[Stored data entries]
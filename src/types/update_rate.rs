//! Update rate control for snapshot streams

use std::time::Duration;

use serde::{Deserialize, Serialize};

/// Update rate for snapshot streams
#[derive(Debug, Clone, Copy, PartialEq, Eq, Serialize, Deserialize)]
#[cfg_attr(feature = "tauri", derive(specta::Type))]
pub enum UpdateRate {
    /// Every snapshot as it arrives
    Native,

    /// At most this many snapshots per second, latest wins
    Max(u32),
}

impl UpdateRate {
    /// Minimum spacing between emitted snapshots, if throttled.
    ///
    /// `Max(0)` is treated as `Native`.
    pub fn throttle_interval(self) -> Option<Duration> {
        match self {
            UpdateRate::Native | UpdateRate::Max(0) => None,
            UpdateRate::Max(hz) => Some(Duration::from_secs_f64(1.0 / hz as f64)),
        }
    }

    /// Build from an optional Hz value as accepted on the command line.
    pub fn from_hz(hz: Option<u32>) -> Self {
        match hz {
            Some(hz) if hz > 0 => UpdateRate::Max(hz),
            _ => UpdateRate::Native,
        }
    }
}

#[cfg(test)]
mod tests {
    use super::*;

    #[test]
    fn throttle_interval_matches_rate() {
        assert_eq!(UpdateRate::Native.throttle_interval(), None);
        assert_eq!(UpdateRate::Max(0).throttle_interval(), None);
        assert_eq!(UpdateRate::Max(4).throttle_interval(), Some(Duration::from_millis(250)));
    }

    #[test]
    fn from_hz_ignores_zero() {
        assert_eq!(UpdateRate::from_hz(None), UpdateRate::Native);
        assert_eq!(UpdateRate::from_hz(Some(0)), UpdateRate::Native);
        assert_eq!(UpdateRate::from_hz(Some(2)), UpdateRate::Max(2));
    }
}
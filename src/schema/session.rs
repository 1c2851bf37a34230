//! Session payload
//!
//! A session arrives whole on every query response and every subscription
//! message. Everything except the identifier is optional so that the smaller
//! query documents, which select fewer fields, decode into the same type.

use chrono::{DateTime, FixedOffset};
use serde::{Deserialize, Serialize};

use super::nullable;
use super::participant::Participant;
use crate::types::{SessionFlags, SessionStatus};

/// One timed track activity with its live status and roster.
#[derive(Default, Debug, Clone, Serialize, Deserialize, PartialEq)]
#[serde(rename_all = "camelCase")]
#[serde(default)]
pub struct Session {
    #[serde(deserialize_with = "nullable")]
    pub id: String,
    #[serde(deserialize_with = "nullable")]
    pub name: String,
    /// Parent race (event) the session belongs to
    pub race: Option<RaceRef>,
    /// Scheduled start, RFC 3339
    pub starts_at: Option<String>,
    /// Planned duration in seconds
    pub duration: Option<f64>,
    /// Session-level closed marker (selected by the sector flags fragment)
    pub closed: Option<bool>,
    pub chrono_type: Option<String>,
    pub live_status: Option<LiveStatus>,
    pub weather: Option<Weather>,
    #[serde(deserialize_with = "nullable")]
    pub sector_flags: Vec<SectorFlag>,
    #[serde(deserialize_with = "nullable")]
    pub participants: Vec<Participant>,
}

/// Reference to the event a session belongs to.
#[derive(Default, Debug, Clone, Serialize, Deserialize, PartialEq)]
#[serde(rename_all = "camelCase")]
#[serde(default)]
pub struct RaceRef {
    pub id: Option<String>,
    #[serde(deserialize_with = "nullable")]
    pub name: String,
}

/// Live state of the session clock and flags.
#[derive(Default, Debug, Clone, Serialize, Deserialize, PartialEq)]
#[serde(rename_all = "camelCase")]
#[serde(default)]
pub struct LiveStatus {
    pub is_closed: Option<bool>,
    pub is_session_running: Option<bool>,
    pub session_start_time: Option<String>,
    pub has_chequered_flag: Option<bool>,
    pub current_flag: Option<TrackFlag>,
    pub stopped_seconds: Option<f64>,
    pub final_duration_seconds: Option<f64>,
}

/// A flag shown on track or in a sector.
#[derive(Default, Debug, Clone, Serialize, Deserialize, PartialEq)]
#[serde(default)]
pub struct TrackFlag {
    #[serde(rename = "type")]
    pub kind: Option<String>,
}

/// Flag currently displayed in one sector.
#[derive(Default, Debug, Clone, Serialize, Deserialize, PartialEq)]
#[serde(default)]
pub struct SectorFlag {
    pub sector: Option<u32>,
    #[serde(rename = "type")]
    pub kind: Option<String>,
}

/// Weather snapshot.
#[derive(Default, Debug, Clone, Serialize, Deserialize, PartialEq)]
#[serde(rename_all = "camelCase")]
#[serde(default)]
pub struct Weather {
    pub ambient_temperature_ex: Option<Temperature>,
    pub track_temperature_ex: Option<Temperature>,
    pub humidity_percent: Option<f64>,
}

#[derive(Default, Debug, Clone, Copy, Serialize, Deserialize, PartialEq)]
#[serde(rename_all = "camelCase")]
#[serde(default)]
pub struct Temperature {
    pub celsius_degrees: Option<f64>,
}

impl Weather {
    pub fn ambient_celsius(&self) -> Option<f64> {
        self.ambient_temperature_ex.and_then(|t| t.celsius_degrees)
    }

    pub fn track_celsius(&self) -> Option<f64> {
        self.track_temperature_ex.and_then(|t| t.celsius_degrees)
    }
}

impl Session {
    /// Status-relevant flags, `None` when the payload has no live status.
    ///
    /// The chequered flag and the session-level `closed` marker both count as
    /// closed, so query and subscription payloads resolve identically.
    pub fn flags(&self) -> Option<SessionFlags> {
        let live = self.live_status.as_ref()?;
        Some(SessionFlags {
            closed: live.is_closed.unwrap_or(false)
                || live.has_chequered_flag.unwrap_or(false)
                || self.closed.unwrap_or(false),
            running: live.is_session_running.unwrap_or(false),
            has_start_time: live
                .session_start_time
                .as_deref()
                .is_some_and(|start| !start.trim().is_empty()),
        })
    }

    pub fn status(&self) -> SessionStatus {
        SessionStatus::resolve(self.flags())
    }

    pub fn has_chequered_flag(&self) -> bool {
        self.live_status.as_ref().and_then(|l| l.has_chequered_flag).unwrap_or(false)
    }

    pub fn race_name(&self) -> Option<&str> {
        self.race.as_ref().map(|r| r.name.as_str()).filter(|n| !n.is_empty())
    }

    pub fn current_flag(&self) -> Option<&str> {
        self.live_status.as_ref()?.current_flag.as_ref()?.kind.as_deref()
    }

    /// Scheduled start, if present and valid RFC 3339.
    pub fn starts_at(&self) -> Option<DateTime<FixedOffset>> {
        self.starts_at.as_deref().and_then(|s| DateTime::parse_from_rfc3339(s).ok())
    }
}
//! GraphQL documents sent to the timing service

/// Compact session query used by the session (search) view.
pub const SESSION_QUERY: &str = r#"query Session($sessionId: ID!) {
  session(sessionId: $sessionId) {
    id
    name
    race { name }
    liveStatus {
      isClosed
      isSessionRunning
      sessionStartTime
      hasChequeredFlag
    }
    participants {
      number
      position
      hasSeenCheckeredFlag
      driver { firstName lastName }
      team { name }
      lastLap { timeMilliseconds }
      bestLap { timeMilliseconds }
    }
  }
}"#;

/// Full leaderboard document.
///
/// Sent as a subscription over WebSocket, and with the leading keyword
/// swapped to `query` (see [`leaderboard_query`]) by the polling provider.
pub const SESSION_SUBSCRIPTION: &str = r#"subscription Session($sessionId: ID!, $filters: SessionParticipantsFilters, $realTime: Boolean!) {
  session(sessionId: $sessionId) {
    id
    name
    startsAt
    duration
    closed
    chronoType
    liveStatus {
      sessionStartTime
      currentFlag { type }
      isSessionRunning
      stoppedSeconds
      finalDurationSeconds
      hasChequeredFlag
    }
    sectorFlags { sector type }
    weather {
      ambientTemperatureEx { celsiusDegrees }
      humidityPercent
      trackTemperatureEx { celsiusDegrees }
    }
    participants(filters: $filters) {
      id
      number
      position
      positionInCategory
      isOut
      hasSeenCheckeredFlag
      completeLapsCount
      pitStopCount
      bestTopSpeedKMH
      category { id color }
      team { id name }
      driver { firstName lastName country { isoCode2 } }
      tires @skip(if: $realTime) { label }
      previousParticipantGap { type lapDifference timeMilliseconds }
      lastCompletedSectors { lapTime state }
      lastLap { timeMilliseconds state }
      bestLap { timeMilliseconds state }
    }
  }
}"#;

/// Championship schedule query.
pub const SCHEDULE_QUERY: &str = r#"query FindRaceByName($championshipId: ID!) {
  races(championshipId: $championshipId) {
    id
    name
    sessions {
      id
      name
      startsAt
    }
  }
}"#;

/// The leaderboard document as a plain query, for polling over HTTP.
pub fn leaderboard_query() -> String {
    SESSION_SUBSCRIPTION.replacen("subscription", "query", 1)
}
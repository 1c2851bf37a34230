//! HTTP polling provider

use std::time::Duration;

use tokio::time::{Interval, MissedTickBehavior, interval};
use tracing::{debug, info};

use crate::Result;
use crate::client::TimingClient;
use crate::provider::Provider;
use crate::schema::Session;

/// Provider that re-issues the leaderboard query on a fixed period.
///
/// Useful where WebSockets are blocked. Each response is a complete snapshot,
/// exactly like a subscription message.
pub struct PollingProvider {
    client: TimingClient,
    session_id: String,
    period: Duration,

    /// Pacing between requests, created on connect
    interval: Option<Interval>,
}

impl PollingProvider {
    pub fn new(client: TimingClient, session_id: impl Into<String>, period: Duration) -> Self {
        Self { client, session_id: session_id.into(), period, interval: None }
    }

    pub fn period(&self) -> Duration {
        self.period
    }
}

#[async_trait::async_trait]
impl Provider for PollingProvider {
    async fn connect(&mut self) -> Result<()> {
        let mut pacing = interval(self.period);
        // A slow response must not cause a burst of catch-up requests
        pacing.set_missed_tick_behavior(MissedTickBehavior::Delay);
        self.interval = Some(pacing);
        info!(session_id = %self.session_id, period = ?self.period, "Polling session");
        Ok(())
    }

    async fn next_snapshot(&mut self) -> Result<Option<Session>> {
        if let Some(pacing) = self.interval.as_mut() {
            pacing.tick().await;
        }
        let session = self.client.fetch_leaderboard(&self.session_id).await?;
        debug!(participants = session.participants.len(), "Polled snapshot");
        Ok(Some(session))
    }

    async fn close(&mut self) {
        self.interval = None;
    }

    fn describe(&self) -> String {
        format!("polling session {} every {:?}", self.session_id, self.period)
    }
}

» **Work instructions**:
Search the entries for the string "arrives" and copy each line where it occurs.

» **Solution to this task**:
    /// Every snapshot as it arrives
//! A session arrives whole on every query response and every subscription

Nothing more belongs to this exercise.